(Saved data entries)
···
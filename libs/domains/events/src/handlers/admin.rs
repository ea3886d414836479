use axum::{
    Json, Router,
    extract::State,
    http::StatusCode,
    response::IntoResponse,
    routing::{delete, get, patch, post},
};
use axum_helpers::{
    PageParams, ValidPath, ValidatedJson, ValidatedQuery,
    errors::responses::{
        BadRequestResponse, ConflictResponse, InternalServerErrorResponse, NotFoundResponse,
    },
};
use std::sync::Arc;
use utoipa::OpenApi;

use super::{ADMIN_COMMENTS_TAG, ADMIN_COMPILATIONS_TAG, ADMIN_EVENTS_TAG};
use crate::comment_service::CommentService;
use crate::compilation_service::CompilationService;
use crate::error::EventResult;
use crate::models::{
    AdminEventQuery, CommentDto, CompilationDto, EventFull, NewCompilation, UpdateCompilation,
    UpdateEventAdminRequest,
};
use crate::service::EventService;

#[derive(OpenApi)]
#[openapi(
    paths(
        search_events,
        moderate_event,
        create_compilation,
        update_compilation,
        delete_compilation,
        publish_comment,
        reject_comment,
        delete_comment
    ),
    components(
        schemas(
            EventFull,
            UpdateEventAdminRequest,
            NewCompilation,
            UpdateCompilation,
            CompilationDto,
            CommentDto
        ),
        responses(
            NotFoundResponse,
            BadRequestResponse,
            ConflictResponse,
            InternalServerErrorResponse
        )
    ),
    tags(
        (name = ADMIN_EVENTS_TAG, description = "Event search and moderation"),
        (name = ADMIN_COMPILATIONS_TAG, description = "Compilation administration"),
        (name = ADMIN_COMMENTS_TAG, description = "Comment moderation")
    )
)]
pub struct AdminApiDoc;

/// Routes for `/admin/events`
pub fn admin_events_router(service: EventService) -> Router {
    Router::new()
        .route("/", get(search_events))
        .route("/{event_id}", patch(moderate_event))
        .with_state(Arc::new(service))
}

/// Routes for `/admin/compilations`
pub fn admin_compilations_router(service: CompilationService) -> Router {
    Router::new()
        .route("/", post(create_compilation))
        .route(
            "/{comp_id}",
            patch(update_compilation).delete(delete_compilation),
        )
        .with_state(Arc::new(service))
}

/// Routes for `/admin/comments`
pub fn admin_comments_router(service: CommentService) -> Router {
    Router::new()
        .route("/{comment_id}", delete(delete_comment))
        .route("/{comment_id}/publish", patch(publish_comment))
        .route("/{comment_id}/reject", patch(reject_comment))
        .with_state(Arc::new(service))
}

/// Search events with full details
#[utoipa::path(
    get,
    path = "/events",
    tag = ADMIN_EVENTS_TAG,
    params(AdminEventQuery, PageParams),
    responses(
        (status = 200, description = "Matching events ordered by id", body = Vec<EventFull>),
        (status = 400, response = BadRequestResponse),
        (status = 500, response = InternalServerErrorResponse)
    )
)]
async fn search_events(
    State(service): State<Arc<EventService>>,
    ValidatedQuery(query): ValidatedQuery<AdminEventQuery>,
    ValidatedQuery(page): ValidatedQuery<PageParams>,
) -> EventResult<Json<Vec<EventFull>>> {
    let events = service.search_admin_events(query, page).await?;
    Ok(Json(events))
}

/// Edit, publish or reject an event
#[utoipa::path(
    patch,
    path = "/events/{event_id}",
    tag = ADMIN_EVENTS_TAG,
    params(("event_id" = i64, Path, description = "Event ID")),
    request_body = UpdateEventAdminRequest,
    responses(
        (status = 200, description = "Event updated", body = EventFull),
        (status = 400, response = BadRequestResponse),
        (status = 404, response = NotFoundResponse),
        (status = 409, response = ConflictResponse),
        (status = 500, response = InternalServerErrorResponse)
    )
)]
async fn moderate_event(
    State(service): State<Arc<EventService>>,
    ValidPath(event_id): ValidPath<i64>,
    ValidatedJson(patch): ValidatedJson<UpdateEventAdminRequest>,
) -> EventResult<Json<EventFull>> {
    let event = service.update_event_by_admin(event_id, patch).await?;
    Ok(Json(event))
}

/// Create a compilation
#[utoipa::path(
    post,
    path = "/compilations",
    tag = ADMIN_COMPILATIONS_TAG,
    request_body = NewCompilation,
    responses(
        (status = 201, description = "Compilation created", body = CompilationDto),
        (status = 400, response = BadRequestResponse),
        (status = 500, response = InternalServerErrorResponse)
    )
)]
async fn create_compilation(
    State(service): State<Arc<CompilationService>>,
    ValidatedJson(input): ValidatedJson<NewCompilation>,
) -> EventResult<impl IntoResponse> {
    let compilation = service.create(input).await?;
    Ok((StatusCode::CREATED, Json(compilation)))
}

/// Change title, pinned flag or events of a compilation
#[utoipa::path(
    patch,
    path = "/compilations/{comp_id}",
    tag = ADMIN_COMPILATIONS_TAG,
    params(("comp_id" = i64, Path, description = "Compilation ID")),
    request_body = UpdateCompilation,
    responses(
        (status = 200, description = "Compilation updated", body = CompilationDto),
        (status = 400, response = BadRequestResponse),
        (status = 404, response = NotFoundResponse),
        (status = 500, response = InternalServerErrorResponse)
    )
)]
async fn update_compilation(
    State(service): State<Arc<CompilationService>>,
    ValidPath(comp_id): ValidPath<i64>,
    ValidatedJson(patch): ValidatedJson<UpdateCompilation>,
) -> EventResult<Json<CompilationDto>> {
    let compilation = service.update(comp_id, patch).await?;
    Ok(Json(compilation))
}

/// Delete a compilation
#[utoipa::path(
    delete,
    path = "/compilations/{comp_id}",
    tag = ADMIN_COMPILATIONS_TAG,
    params(("comp_id" = i64, Path, description = "Compilation ID")),
    responses(
        (status = 204, description = "Compilation deleted"),
        (status = 404, response = NotFoundResponse),
        (status = 500, response = InternalServerErrorResponse)
    )
)]
async fn delete_compilation(
    State(service): State<Arc<CompilationService>>,
    ValidPath(comp_id): ValidPath<i64>,
) -> EventResult<StatusCode> {
    service.delete(comp_id).await?;
    Ok(StatusCode::NO_CONTENT)
}

/// Make a comment visible
#[utoipa::path(
    patch,
    path = "/comments/{comment_id}/publish",
    tag = ADMIN_COMMENTS_TAG,
    params(("comment_id" = i64, Path, description = "Comment ID")),
    responses(
        (status = 200, description = "Comment published", body = CommentDto),
        (status = 404, response = NotFoundResponse),
        (status = 500, response = InternalServerErrorResponse)
    )
)]
async fn publish_comment(
    State(service): State<Arc<CommentService>>,
    ValidPath(comment_id): ValidPath<i64>,
) -> EventResult<Json<CommentDto>> {
    let comment = service.publish(comment_id).await?;
    Ok(Json(comment))
}

/// Reject a comment
#[utoipa::path(
    patch,
    path = "/comments/{comment_id}/reject",
    tag = ADMIN_COMMENTS_TAG,
    params(("comment_id" = i64, Path, description = "Comment ID")),
    responses(
        (status = 200, description = "Comment rejected", body = CommentDto),
        (status = 404, response = NotFoundResponse),
        (status = 500, response = InternalServerErrorResponse)
    )
)]
async fn reject_comment(
    State(service): State<Arc<CommentService>>,
    ValidPath(comment_id): ValidPath<i64>,
) -> EventResult<Json<CommentDto>> {
    let comment = service.reject(comment_id).await?;
    Ok(Json(comment))
}

/// Remove any comment
#[utoipa::path(
    delete,
    path = "/comments/{comment_id}",
    tag = ADMIN_COMMENTS_TAG,
    params(("comment_id" = i64, Path, description = "Comment ID")),
    responses(
        (status = 204, description = "Comment deleted"),
        (status = 404, response = NotFoundResponse),
        (status = 500, response = InternalServerErrorResponse)
    )
)]
async fn delete_comment(
    State(service): State<Arc<CommentService>>,
    ValidPath(comment_id): ValidPath<i64>,
) -> EventResult<StatusCode> {
    service.delete(comment_id).await?;
    Ok(StatusCode::NO_CONTENT)
}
···
# [ACTION ITEM]
Within the records, in how many lines does the string "ValidatedQuery" occur? Give the number and no other text.

# [RESPONSE AREA]
3